Sound familiar? What major parallels are in place between “Love It or List It” and a legacy system assessment? Let’s bullet-point them:
- Existing solution (home) no longer meets requirements, although at one point it may have been state-of-the-art (perfect) and many users don’t see much advantage to a disruption
- Current state systems and architecture will not enable the organization to effectively operate or support future growth plans
- Existing storage is an ongoing and growing problem
- Creative workarounds are implemented to try to extend usability and / or meet new requirements
- Redesign of existing systems frequently comes with challenges that are often costly and / or still leave functionality gaps
- Migrating to an entirely new system (new home or neighborhood) is often a daunting task, disrupting the familiar cadence of many people and processes
- Managing change (moving) is demanding, and must be done with a solid plan in place to ensure a smooth transition
- A new solution (home) is often more expensive, but may better meet requirements, create efficiencies and enable a stronger organization
- The answer may ultimately be that the existing solution – while perhaps not perfect – can be modified and support the business for a few more years
To effectively evaluate a retail legacy system environment, it is prudent to take a deep dive into the following components:
- Retail Technology Landscapes
- Existing Homegrown Solutions
- Existing Packaged Solutions
- Business Functionality and Vendor Upgrade Paths
- Resources, Support and Changes
- Hardware and Architecture
- Associated Costs
In our upcoming Point of View, we outline the key questions and considerations related to each these elements that help in developing a roadmap for modernization, where needed.
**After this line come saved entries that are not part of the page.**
//! ReDB storage backend
//!
//! Local embedded database for standalone deployments. Each bucket is one
//! ReDB table mapping object key to raw bytes:
//!
//! ```text
//! <bucket> : key (string) -> object (bytes)
//! ```

use crate::{ObjectStore, ObjectStoreError, Result};
use async_trait::async_trait;
use redb::{
    Database, ReadableDatabase, ReadableTable, TableDefinition, TableError, TableHandle,
    WriteTransaction,
};
use std::path::Path;
use std::sync::Arc;
use tracing::debug;

fn bucket_table(bucket: &str) -> TableDefinition<'_, &'static str, &'static [u8]> {
    TableDefinition::new(bucket)
}

fn bucket_exists(txn: &WriteTransaction, bucket: &str) -> Result<bool> {
    let mut tables = txn
        .list_tables()
        .map_err(|e| ObjectStoreError::Database(format!("failed to list tables: {}", e)))?;
    Ok(tables.any(|table| table.name() == bucket))
}

/// ReDB object store
pub struct RedbObjectStore {
    db: Arc<Database>,
    bucket: String,
}

impl RedbObjectStore {
    /// Open or create a ReDB database at the given path
    ///
    /// The bucket table is not created here; see [`ObjectStore::create_bucket`].
    pub fn open(path: impl AsRef<Path>, bucket: impl Into<String>) -> Result<Self> {
        let bucket = bucket.into();
        if bucket.trim().is_empty() {
            return Err(ObjectStoreError::InvalidConfig(
                "bucket name is required".to_string(),
            ));
        }

        let db = Database::create(path)
            .map_err(|e| ObjectStoreError::Database(format!("failed to open database: {}", e)))?;

        Ok(Self {
            db: Arc::new(db),
            bucket,
        })
    }
}

#[async_trait]
impl ObjectStore for RedbObjectStore {
    fn bucket(&self) -> &str {
        &self.bucket
    }

    async fn put(&self, key: &str, data: Vec<u8>) -> Result<()> {
        let db = Arc::clone(&self.db);
        let bucket = self.bucket.clone();
        let key = key.to_string();

        tokio::task::spawn_blocking(move || {
            let write_txn = db
                .begin_write()
                .map_err(|e| ObjectStoreError::Database(format!("failed to begin write: {}", e)))?;

            if !bucket_exists(&write_txn, &bucket)? {
                return Err(ObjectStoreError::BucketNotFound(bucket));
            }

            {
                let mut table = write_txn
                    .open_table(bucket_table(&bucket))
                    .map_err(|e| ObjectStoreError::Database(format!("failed to open table: {}", e)))?;
                table
                    .insert(key.as_str(), data.as_slice())
                    .map_err(|e| ObjectStoreError::Database(format!("insert failed: {}", e)))?;
            }

            write_txn
                .commit()
                .map_err(|e| ObjectStoreError::Database(format!("commit failed: {}", e)))?;
            debug!(bucket = %bucket, key = %key, "object written");
            Ok(())
        })
        .await
        .map_err(|e| ObjectStoreError::Database(format!("Task join error: {}", e)))?
    }

    async fn get(&self, key: &str) -> Result<Vec<u8>> {
        let db = Arc::clone(&self.db);
        let bucket = self.bucket.clone();
        let key = key.to_string();

        tokio::task::spawn_blocking(move || {
            let read_txn = db
                .begin_read()
                .map_err(|e| ObjectStoreError::Database(format!("failed to begin read: {}", e)))?;

            let table = match read_txn.open_table(bucket_table(&bucket)) {
                Ok(table) => table,
                Err(TableError::TableDoesNotExist(_)) => {
                    return Err(ObjectStoreError::BucketNotFound(bucket));
                }
                Err(e) => {
                    return Err(ObjectStoreError::Database(format!("failed to open table: {}", e)))
                }
            };

            match table.get(key.as_str()) {
                Ok(Some(value)) => Ok(value.value().to_vec()),
                Ok(None) => Err(ObjectStoreError::NotFound(key)),
                Err(e) => Err(ObjectStoreError::Database(format!("get failed: {}", e))),
            }
        })
        .await
        .map_err(|e| ObjectStoreError::Database(format!("Task join error: {}", e)))?
    }

    async fn delete(&self, key: &str) -> Result<()> {
        let db = Arc::clone(&self.db);
        let bucket = self.bucket.clone();
        let key = key.to_string();

        tokio::task::spawn_blocking(move || {
            let write_txn = db
                .begin_write()
                .map_err(|e| ObjectStoreError::Database(format!("failed to begin write: {}", e)))?;

            if !bucket_exists(&write_txn, &bucket)? {
                return Err(ObjectStoreError::BucketNotFound(bucket));
            }

            {
                let mut table = write_txn
                    .open_table(bucket_table(&bucket))
                    .map_err(|e| ObjectStoreError::Database(format!("failed to open table: {}", e)))?;
                table
                    .remove(key.as_str())
                    .map_err(|e| ObjectStoreError::Database(format!("remove failed: {}", e)))?;
            }

            write_txn
                .commit()
                .map_err(|e| ObjectStoreError::Database(format!("commit failed: {}", e)))?;
            Ok(())
        })
        .await
        .map_err(|e| ObjectStoreError::Database(format!("Task join error: {}", e)))?
    }

    async fn list(&self, prefix: &str) -> Result<Vec<String>> {
        let db = Arc::clone(&self.db);
        let bucket = self.bucket.clone();
        let prefix = prefix.to_string();

        tokio::task::spawn_blocking(move || {
            let read_txn = db
                .begin_read()
                .map_err(|e| ObjectStoreError::Database(format!("failed to begin read: {}", e)))?;

            let table = match read_txn.open_table(bucket_table(&bucket)) {
                Ok(table) => table,
                Err(TableError::TableDoesNotExist(_)) => {
                    return Err(ObjectStoreError::BucketNotFound(bucket));
                }
                Err(e) => {
                    return Err(ObjectStoreError::Database(format!("failed to open table: {}", e)))
                }
            };

            let mut keys = Vec::new();
            for entry in table
                .iter()
                .map_err(|e| ObjectStoreError::Database(format!("iter failed: {}", e)))?
            {
                let (key, _) = entry
                    .map_err(|e| ObjectStoreError::Database(format!("entry read failed: {}", e)))?;
                let key = key.value();
                if key.starts_with(prefix.as_str()) {
                    keys.push(key.to_string());
                }
            }

            Ok(keys)
        })
        .await
        .map_err(|e| ObjectStoreError::Database(format!("Task join error: {}", e)))?
    }

    async fn create_bucket(&self) -> Result<()> {
        let db = Arc::clone(&self.db);
        let bucket = self.bucket.clone();

        tokio::task::spawn_blocking(move || {
            let write_txn = db
                .begin_write()
                .map_err(|e| ObjectStoreError::Database(format!("failed to begin write: {}", e)))?;
            write_txn
                .open_table(bucket_table(&bucket))
                .map_err(|e| ObjectStoreError::Database(format!("failed to create table: {}", e)))?;
            write_txn
                .commit()
                .map_err(|e| ObjectStoreError::Database(format!("commit failed: {}", e)))?;
            debug!(bucket = %bucket, "bucket created");
            Ok(())
        })
        .await
        .map_err(|e| ObjectStoreError::Database(format!("Task join error: {}", e)))?
    }
}
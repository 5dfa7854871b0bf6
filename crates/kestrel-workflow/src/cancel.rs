//! Cooperative cancellation over a `watch` channel

use tokio::sync::watch;

/// Signals cancellation to every clone of the paired [`Cancellation`]
#[derive(Debug, Clone)]
pub struct CancelHandle {
    tx: watch::Sender<bool>,
}

impl CancelHandle {
    pub fn cancel(&self) {
        self.tx.send_replace(true);
    }
}

/// Observed by phase logic and waits to stop early
#[derive(Debug, Clone)]
pub struct Cancellation {
    rx: watch::Receiver<bool>,
}

impl Cancellation {
    pub fn new() -> (CancelHandle, Cancellation) {
        let (tx, rx) = watch::channel(false);
        (CancelHandle { tx }, Cancellation { rx })
    }

    /// A signal that never fires
    pub fn never() -> Cancellation {
        Cancellation::new().1
    }

    pub fn is_cancelled(&self) -> bool {
        *self.rx.borrow()
    }

    /// Resolves once cancellation is requested
    ///
    /// Pends forever if the handle is dropped without cancelling.
    pub async fn cancelled(&self) {
        let mut rx = self.rx.clone();
        loop {
            if *rx.borrow_and_update() {
                return;
            }
            if rx.changed().await.is_err() {
                std::future::pending::<()>().await;
            }
        }
    }
}
//! Kestrel Object Store
//!
//! Durable key/value blob storage used as the persistence substrate for
//! operations, node inventories and leases.
//!
//! # Backends
//!
//! - `MemoryObjectStore` - In-memory storage for testing
//! - `RedbObjectStore` - Local embedded database using ReDB
//! - `S3ObjectStore` - Any S3-compatible bucket (Scaleway by default)
//!
//! Every backend has a single *bucket*. A bucket that does not exist yet is
//! reported as [`ObjectStoreError::BucketNotFound`] so callers can create it
//! lazily with [`ObjectStore::create_bucket`].
//!
//! # Example
//!
//! ```ignore
//! use kestrel_objstore::{create_object_store, ObjectStoreConfig};
//!
//! let store = create_object_store(&ObjectStoreConfig::Memory).await?;
//! store.put("operations/op-1.json", b"{}".to_vec()).await?;
//! let keys = store.list("operations/").await?;
//! ```

pub mod config;
pub mod error;
pub mod memory;
pub mod redb_store;
pub mod s3;

pub use config::*;
pub use error::*;
pub use memory::MemoryObjectStore;
pub use redb_store::RedbObjectStore;
pub use s3::{S3Config, S3ObjectStore};

use async_trait::async_trait;

/// Storage backend trait for blob objects
///
/// The trait is object-safe and can be used with `Arc<dyn ObjectStore>`.
/// Implementations never create their bucket implicitly; writes against a
/// missing bucket fail with `BucketNotFound`.
#[async_trait]
pub trait ObjectStore: Send + Sync {
    /// Name of the bucket (container) this store writes into
    fn bucket(&self) -> &str;

    /// Store an object, overwriting any previous value
    async fn put(&self, key: &str, data: Vec<u8>) -> Result<()>;

    /// Fetch an object
    ///
    /// Returns `NotFound` if the key was never written.
    async fn get(&self, key: &str) -> Result<Vec<u8>>;

    /// Delete an object. Deleting an absent key is not an error.
    async fn delete(&self, key: &str) -> Result<()>;

    /// List all keys starting with `prefix`, sorted
    async fn list(&self, prefix: &str) -> Result<Vec<String>>;

    /// Create the bucket. Succeeds if it already exists.
    async fn create_bucket(&self) -> Result<()>;
}
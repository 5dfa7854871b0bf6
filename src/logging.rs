//! Tracing setup for binaries embedding Kestrel

use std::io::stderr;
use tracing::debug;
use tracing_subscriber::util::TryInitError;
use tracing_subscriber::{fmt, prelude::*, registry, EnvFilter};

const CRATES: [&str; 5] = [
    "kestrel",
    "kestrel_objstore",
    "kestrel_operation",
    "kestrel_inventory",
    "kestrel_workflow",
];

/// Filter directives used when `RUST_LOG` is unset
pub fn default_directives(verbose: bool) -> String {
    let level = if verbose { "debug" } else { "info" };
    let mut directives: Vec<String> = CRATES.iter().map(|c| format!("{}={}", c, level)).collect();
    directives.extend(
        ["hyper=warn", "reqwest=warn", "h2=warn", "rustls=warn"]
            .iter()
            .map(|d| d.to_string()),
    );
    directives.join(",")
}

/// Install the global subscriber, logging to stderr
///
/// `RUST_LOG` takes precedence over the built-in directives. Fails if a
/// global subscriber is already set.
pub fn init_tracing(verbose: bool) -> Result<(), TryInitError> {
    let filter = EnvFilter::try_from_default_env()
        .unwrap_or_else(|_| EnvFilter::new(default_directives(verbose)));

    registry()
        .with(filter)
        .with(fmt::layer().with_writer(stderr))
        .try_init()?;

    debug!("Global subscriber initialized");
    Ok(())
}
Each episode of “Love It or List It” ends differently – some homeowners are so blown away by their newly redesigned home that they feel comfortable enough staying there for at least a few years longer. The designer’s changes make the home a much better fit for their lifestyle, and they felt that none of the new available homes could really compare or fit their unique requirements.
Others realize a new home is the only solution that will address their essentials for now and in the future – despite the beautifully staged spaces and the professional designer’s skills, their existing home can simply not work for them any longer.
Just as the background and needs of each homeowner are different, so are those of most retailers. The ultimate results of a comprehensive legacy system assessment and the subsequent solution evaluation will vary greatly, but by holistically scrutinizing the above factors, you will be in a much better position to understand how to proceed.